When I began this research into the intersection between super-profits and mega-disasters, I thought I was witnessing a fundamental change in the way the drive to "liberate" markets was advancing around the world. Having been part of the movement against ballooning corporate power that made its global debut in Seattle in 1999, I was accustomed to seeing business-friendly policies imposed through arm-twisting at WTO summits, or as the conditions attached to loans from the IMF.
As I dug deeper into the history of how this market model had swept the globe, I discovered that the idea of exploiting crisis and disaster has been the modus operandi of Friedman's movement from the very beginning - this fundamentalist form of capitalism has always needed disasters to advance. What was happening in Iraq and New Orleans was not a post-September 11 invention. Rather, these bold experiments in crisis exploitation were the culmination of three decades of strict adherence to the shock doctrine.

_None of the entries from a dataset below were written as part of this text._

//! Data export and import handlers

use super::common::HandlerContext;
use crate::auth::permission::ADMIN_ALL;
use crate::cli::output::OutputFormatter;
use crate::core::{Organization, User};
use crate::data::{Bundle, DataFormat, Importer, tickets_to_csv};
use crate::error::{BiletoError, Result};
use crate::search::{SavedSearches, TicketSearch, TicketSort};
use crate::storage::Repository;
use std::fs;

/// Write exported content to a file, or stdout when no path is given
fn write_out(content: &str, path: Option<&str>, what: &str, output: &OutputFormatter) -> Result<()> {
    match path {
        Some(path) => {
            fs::write(path, content)?;
            if output.is_json() {
                output.print_json(&serde_json::json!({
                    "status": "success",
                    "path": path,
                }))?;
            } else {
                output.success(&format!("Exported {what} to {path}"));
            }
        },
        None => print!("{content}"),
    }
    Ok(())
}

/// Handler for `data export`
pub fn handle_data_export(
    ctx: &HandlerContext,
    format: &str,
    path: Option<&str>,
    output: &OutputFormatter,
) -> Result<()> {
    ctx.admin(ADMIN_ALL)?;
    let format: DataFormat = format.parse()?;
    let bundle = Bundle::export(&ctx.storage)?;
    let content = format.serialize(&bundle)?;
    tracing::info!(records = bundle.len(), %format, "project exported");
    write_out(&content, path, &format!("{} record(s)", bundle.len()), output)
}

/// Handler for `data import`
///
/// The format is detected from the content. Nothing is written when the
/// bundle holds any invalid record.
pub fn handle_data_import(ctx: &HandlerContext, path: &str, dry_run: bool, output: &OutputFormatter) -> Result<()> {
    ctx.admin(ADMIN_ALL)?;
    let content = fs::read_to_string(path)?;
    let format = DataFormat::detect(&content)?;
    let bundle: Bundle = format.deserialize(&content)?;
    if bundle.is_empty() {
        return Err(BiletoError::InvalidInput(format!("{path} holds no records")));
    }

    let importer = Importer::new(&ctx.storage).with_progress(!output.is_json());
    if dry_run {
        let errors = importer.validate(&bundle)?;
        if output.is_json() {
            return output.print_json(&serde_json::json!({
                "valid": errors.is_empty(),
                "records": bundle.len(),
                "errors": errors,
            }));
        }
        if errors.is_empty() {
            output.success(&format!("{} record(s) can be imported", bundle.len()));
        } else {
            output.warning(&format!("{} problem(s) found:", errors.len()));
            for error in &errors {
                output.info(&format!("  - {error}"));
            }
        }
        return Ok(());
    }

    let summary = importer.import(&bundle)?;
    if output.is_json() {
        output.print_json(&summary)?;
    } else {
        output.success(&format!("Imported {} record(s) from {path}", bundle.len()));
        output.info(&format!(
            "Organizations: {}, users: {}, tickets: {}, messages: {}",
            summary.organizations, summary.users, summary.tickets, summary.messages
        ));
    }
    Ok(())
}

/// Handler for `data csv`: the tickets visible to the session user
pub fn handle_data_csv(ctx: &HandlerContext, path: Option<&str>, output: &OutputFormatter) -> Result<()> {
    let user = ctx.session()?;
    let saved = SavedSearches::load(&ctx.data_dir)?;
    let tickets = TicketSearch::new(&ctx.storage, &ctx.authorizer, &saved, user.id)
        .search("", TicketSort::NumberAsc, None)?;

    let organizations = ctx.storage.load_all::<Organization>()?;
    let users = ctx.storage.load_all::<User>()?;
    let content = tickets_to_csv(&tickets, &organizations, &users)?;
    write_out(&content, path, &format!("{} ticket(s)", tickets.len()), output)
}

#[cfg(test)]
mod tests {
    use super::*;
    use crate::test_utils::TestProject;

    #[test]
    fn test_export_then_validate() {
        let project = TestProject::new();
        project.add_organization("Acme", "acme.com");
        project.add_user("alix@acme.com", None);
        project.open_ticket("alix@acme.com", "VPN access");
        let ctx = project.context(None);

        let path = project.project_root.join("export.yaml");
        handle_data_export(&ctx, "yaml", path.to_str(), &project.output).unwrap();

        let content = fs::read_to_string(&path).unwrap();
        assert_eq!(DataFormat::detect(&content).unwrap(), DataFormat::Yaml);
        let bundle: Bundle = DataFormat::Yaml.deserialize(&content).unwrap();
        assert_eq!(bundle.organizations.len(), 1);
        assert_eq!(bundle.tickets.len(), 1);

        let path = path.to_string_lossy();
        handle_data_import(&ctx, &path, true, &project.output).unwrap();
    }

    #[test]
    fn test_import_rejects_empty_bundle() {
        let project = TestProject::new();
        let ctx = project.context(None);

        let path = project.project_root.join("empty.yaml");
        fs::write(&path, "version: 1\nexported_at: 2024-01-01T00:00:00Z\n").unwrap();

        let result = handle_data_import(&ctx, &path.to_string_lossy(), false, &project.output);
        assert!(matches!(result, Err(BiletoError::InvalidInput(_))));
    }

    #[test]
    fn test_csv_lists_visible_tickets() {
        let project = TestProject::new();
        project.add_organization("Acme", "acme.com");
        project.add_user("alix@acme.com", None);
        project.open_ticket("alix@acme.com", "Mailbox full");
        let ctx = project.context(None);

        let path = project.project_root.join("tickets.csv");
        handle_data_csv(&ctx, path.to_str(), &project.output).unwrap();

        let content = fs::read_to_string(&path).unwrap();
        assert_eq!(content.lines().count(), 2);
        assert!(content.contains("Mailbox full"));
    }
}
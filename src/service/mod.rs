//! Operations spanning several records: registering users and opening or
//! answering tickets. Shared by the command line, the mailbox and imports.

mod tickets;
mod users;

pub use tickets::{NewTicket, TicketDesk};
pub use users::Directory;
//! Organization commands

use super::common::HandlerContext;
use crate::auth::Authorization;
use crate::auth::permission::{ADMIN_MANAGE_ORGANIZATIONS, ORGA_SEE};
use crate::cli::output::OutputFormatter;
use crate::core::validation::parse_list;
use crate::core::{Contract, Organization, Ticket, User};
use crate::error::{BiletoError, Result};
use crate::storage::{Lookups, Repository};
use dialoguer::Confirm;

/// Domains already owned by another organization
fn check_domains(ctx: &HandlerContext, organization: &Organization) -> Result<()> {
    for domain in &organization.domains {
        if let Some(owner) = ctx.storage.find_organization_by_domain(domain)? {
            if owner.id != organization.id {
                return Err(BiletoError::AlreadyExists {
                    kind: "Domain",
                    name: format!("{domain} (owned by {})", owner.name),
                });
            }
        }
    }
    Ok(())
}

fn check_name(ctx: &HandlerContext, organization: &Organization) -> Result<()> {
    match ctx.storage.find_organization_by_name(&organization.name)? {
        Some(other) if other.id != organization.id => Err(BiletoError::AlreadyExists {
            kind: "Organization",
            name: organization.name.clone(),
        }),
        _ => Ok(()),
    }
}

pub fn handle_org_add(
    ctx: &HandlerContext,
    name: &str,
    domains: Option<&str>,
    output: &OutputFormatter,
) -> Result<()> {
    ctx.admin(ADMIN_MANAGE_ORGANIZATIONS)?;

    let mut organization = Organization::new(name)?;
    organization.set_domains(parse_list(domains))?;
    check_name(ctx, &organization)?;
    check_domains(ctx, &organization)?;
    ctx.storage.save(&organization)?;

    if output.is_json() {
        output.print_json(&organization)?;
    } else {
        output.success(&format!("Created organization '{}'", organization.name));
        if !organization.domains.is_empty() {
            output.info(&format!("Domains: {}", organization.domains.join(", ")));
        }
    }
    Ok(())
}

pub fn handle_org_list(ctx: &HandlerContext, output: &OutputFormatter) -> Result<()> {
    let user = ctx.session()?;
    let organizations = ctx.visible_organizations(&user)?;

    if output.is_json() {
        return output.print_json(&organizations);
    }
    if organizations.is_empty() {
        output.info("No organizations");
        return Ok(());
    }
    for organization in &organizations {
        let domains = if organization.domains.is_empty() {
            String::new()
        } else {
            format!(" ({})", organization.domains.join(", "))
        };
        output.info(&format!("{}{domains}", organization.name));
    }
    Ok(())
}

pub fn handle_org_show(ctx: &HandlerContext, reference: &str, output: &OutputFormatter) -> Result<()> {
    let organization = ctx.organization(reference)?;
    let user = ctx.session()?;
    let visible = ctx.visible_organizations(&user)?;
    if !visible.iter().any(|o| o.id == organization.id) {
        return Err(BiletoError::denied(ORGA_SEE));
    }

    let tickets = ctx
        .storage
        .find::<Ticket, _>(|t| t.organization_id == organization.id)?;
    let open = tickets.iter().filter(|t| t.status.is_open()).count();
    let users = ctx
        .storage
        .count::<User, _>(|u| u.organization_id.as_ref() == Some(&organization.id))?;
    let contracts = ctx
        .storage
        .find::<Contract, _>(|c| c.organization_id == organization.id)?;

    if output.is_json() {
        return output.print_json(&serde_json::json!({
            "organization": organization,
            "tickets": tickets.len(),
            "open_tickets": open,
            "users": users,
            "contracts": contracts.iter().map(|c| &c.name).collect::<Vec<_>>(),
        }));
    }

    output.title(&organization.name);
    output.field("ID", &organization.id.to_string());
    output.field("Domains", &organization.domains.join(", "));
    output.field("Tickets", &format!("{} ({open} open)", tickets.len()));
    output.field("Users", &users.to_string());
    output.field(
        "Contracts",
        &contracts.iter().map(|c| c.name.as_str()).collect::<Vec<_>>().join(", "),
    );
    Ok(())
}

pub fn handle_org_edit(
    ctx: &HandlerContext,
    reference: &str,
    name: Option<&str>,
    domains: Option<&str>,
    output: &OutputFormatter,
) -> Result<()> {
    ctx.admin(ADMIN_MANAGE_ORGANIZATIONS)?;
    let mut organization = ctx.organization(reference)?;

    if let Some(name) = name {
        organization.rename(name)?;
        check_name(ctx, &organization)?;
    }
    if domains.is_some() {
        organization.set_domains(parse_list(domains))?;
        check_domains(ctx, &organization)?;
    }
    ctx.storage.save(&organization)?;

    if output.is_json() {
        output.print_json(&organization)?;
    } else {
        output.success(&format!("Updated organization '{}'", organization.name));
    }
    Ok(())
}

/// Delete an organization
///
/// Organizations still holding tickets or contracts are kept.
pub fn handle_org_delete(
    ctx: &HandlerContext,
    reference: &str,
    force: bool,
    output: &OutputFormatter,
) -> Result<()> {
    ctx.admin(ADMIN_MANAGE_ORGANIZATIONS)?;
    let organization = ctx.organization(reference)?;

    let tickets = ctx
        .storage
        .count::<Ticket, _>(|t| t.organization_id == organization.id)?;
    let contracts = ctx
        .storage
        .count::<Contract, _>(|c| c.organization_id == organization.id)?;
    if tickets > 0 || contracts > 0 {
        return Err(BiletoError::Validation(format!(
            "Organization '{}' still has {tickets} ticket(s) and {contracts} contract(s)",
            organization.name
        )));
    }

    if !force
        && !Confirm::new()
            .with_prompt(format!("Delete organization '{}'?", organization.name))
            .default(false)
            .interact()?
    {
        output.info("Cancelled");
        return Ok(());
    }

    for mut user in ctx
        .storage
        .find::<User, _>(|u| u.organization_id.as_ref() == Some(&organization.id))?
    {
        user.organization_id = None;
        ctx.storage.save(&user)?;
    }
    for authorization in ctx
        .storage
        .find::<Authorization, _>(|a| a.organization_id.as_ref() == Some(&organization.id))?
    {
        ctx.storage.delete::<Authorization>(&authorization.id)?;
    }
    ctx.storage.delete::<Organization>(&organization.id)?;

    if output.is_json() {
        output.print_json(&serde_json::json!({
            "status": "success",
            "deleted": organization.name,
        }))?;
    } else {
        output.success(&format!("Deleted organization '{}'", organization.name));
    }
    Ok(())
}
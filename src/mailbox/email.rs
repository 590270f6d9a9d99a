use crate::core::MailboxEmailId;
use crate::core::validation::normalize_email;
use crate::error::Result;
use chrono::{DateTime, Utc};
use once_cell::sync::Lazy;
use regex::Regex;
use serde::{Deserialize, Serialize};

static ADDRESS_RE: Lazy<Regex> = Lazy::new(|| {
    Regex::new(r#"^\s*"?([^"<]*?)"?\s*<([^>]+)>\s*$"#).expect("address pattern is valid")
});

static TICKET_TAG_RE: Lazy<Regex> =
    Lazy::new(|| Regex::new(r"\[#(\d+)\]").expect("ticket tag pattern is valid"));

/// An already parsed incoming e-mail
#[derive(Debug, Clone, PartialEq, Eq, Serialize, Deserialize)]
pub struct IncomingEmail {
    /// Message-ID header
    pub message_id: String,
    /// From header, `Name <address>` or a bare address
    pub from: String,
    #[serde(default)]
    pub to: Vec<String>,
    #[serde(default)]
    pub subject: String,
    #[serde(default)]
    pub body: String,
    #[serde(default)]
    pub in_reply_to: Option<String>,
    #[serde(default)]
    pub references: Vec<String>,
    /// Auto-Submitted header
    #[serde(default)]
    pub auto_submitted: Option<String>,
    #[serde(default)]
    pub date: Option<DateTime<Utc>>,
}

impl IncomingEmail {
    /// Sender address, normalized, and display name
    pub fn sender(&self) -> Result<(String, String)> {
        match ADDRESS_RE.captures(&self.from) {
            Some(caps) => Ok((normalize_email(&caps[2])?, caps[1].trim().to_string())),
            None => Ok((normalize_email(&self.from)?, String::new())),
        }
    }

    /// Mail sent by robots (auto-replies, bounces) must not open tickets
    pub fn is_auto_submitted(&self) -> bool {
        self.auto_submitted
            .as_deref()
            .is_some_and(|value| !value.trim().eq_ignore_ascii_case("no"))
    }

    /// Message-IDs this e-mail replies to, most specific first
    pub fn replied_ids(&self) -> Vec<&str> {
        self.in_reply_to
            .iter()
            .chain(self.references.iter().rev())
            .map(String::as_str)
            .collect()
    }

    /// Ticket number tagged in the subject as `[#42]`
    pub fn ticket_tag(&self) -> Option<u64> {
        TICKET_TAG_RE
            .captures(&self.subject)
            .and_then(|caps| caps[1].parse().ok())
    }
}

/// An incoming e-mail waiting to be processed, or failing to be
#[derive(Debug, Clone, PartialEq, Eq, Serialize, Deserialize)]
pub struct MailboxEmail {
    pub id: MailboxEmailId,
    pub email: IncomingEmail,
    pub last_error: Option<String>,
    #[serde(default)]
    pub attempts: u32,
    pub created_at: DateTime<Utc>,
}

impl MailboxEmail {
    pub fn new(email: IncomingEmail) -> Self {
        Self {
            id: MailboxEmailId::new(),
            email,
            last_error: None,
            attempts: 0,
            created_at: Utc::now(),
        }
    }

    /// Record a processing failure
    pub fn fail(&mut self, error: impl ToString) {
        self.last_error = Some(error.to_string());
        self.attempts += 1;
    }
}
//! Human-friendly durations, in minutes

use crate::error::{BiletoError, Result};

/// Longest duration accepted for a single entry: 10000 hours
pub const MAX_DURATION_MINUTES: u32 = 10_000 * 60;

/// Parse time string like "1h30m", "2h", "45m" or "90" into minutes
pub fn parse_duration(time: &str) -> Result<u32> {
    let time = time.trim().to_lowercase();
    let invalid = || BiletoError::InvalidInput(format!("Invalid time format: {time}"));
    let mut total_minutes: u32 = 0;
    let mut current_num = String::new();

    for c in time.chars() {
        match c {
            '0'..='9' => current_num.push(c),
            'h' | 'm' => {
                let value: u32 = current_num.parse().map_err(|_| invalid())?;
                let minutes = if c == 'h' { value.checked_mul(60) } else { Some(value) };
                total_minutes = minutes
                    .and_then(|m| total_minutes.checked_add(m))
                    .ok_or_else(invalid)?;
                current_num.clear();
            },
            ' ' => {},
            _ => return Err(invalid()),
        }
    }

    // A trailing number without unit counts as minutes
    if !current_num.is_empty() {
        let minutes: u32 = current_num.parse().map_err(|_| invalid())?;
        total_minutes = total_minutes.checked_add(minutes).ok_or_else(invalid)?;
    }

    if total_minutes == 0 {
        return Err(BiletoError::InvalidInput(format!(
            "Invalid time format: {time}. Use format like '1h30m', '2h', or '45m'"
        )));
    }

    if total_minutes > MAX_DURATION_MINUTES {
        return Err(BiletoError::InvalidInput(format!(
            "Invalid time: {time}. A single entry is limited to {}h",
            MAX_DURATION_MINUTES / 60
        )));
    }

    Ok(total_minutes)
}

/// Format minutes as human-readable string
pub fn format_duration(minutes: u64) -> String {
    let hours = minutes / 60;
    let mins = minutes % 60;
    if hours > 0 && mins > 0 {
        format!("{hours}h {mins}m")
    } else if hours > 0 {
        format!("{hours}h")
    } else {
        format!("{mins}m")
    }
}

Seen through the lens of this doctrine, the past 35 years look very different. Some of the most infamous human rights violations of this era, which have tended to be viewed as sadistic acts carried out by anti-democratic regimes, were in fact either committed with the intent of terrorising the public or actively harnessed to prepare the ground for radical free-market "reforms". In China in 1989, it was the shock of the Tiananmen Square massacre and the arrests of tens of thousands that freed the Communist party to convert much of the country into a sprawling export zone, staffed with workers too terrified to demand their rights. The Falklands war in 1982 served a similar purpose for Margaret Thatcher: the disorder resulting from the war allowed her to crush the striking miners and to launch the first privatisation frenzy in a western democracy.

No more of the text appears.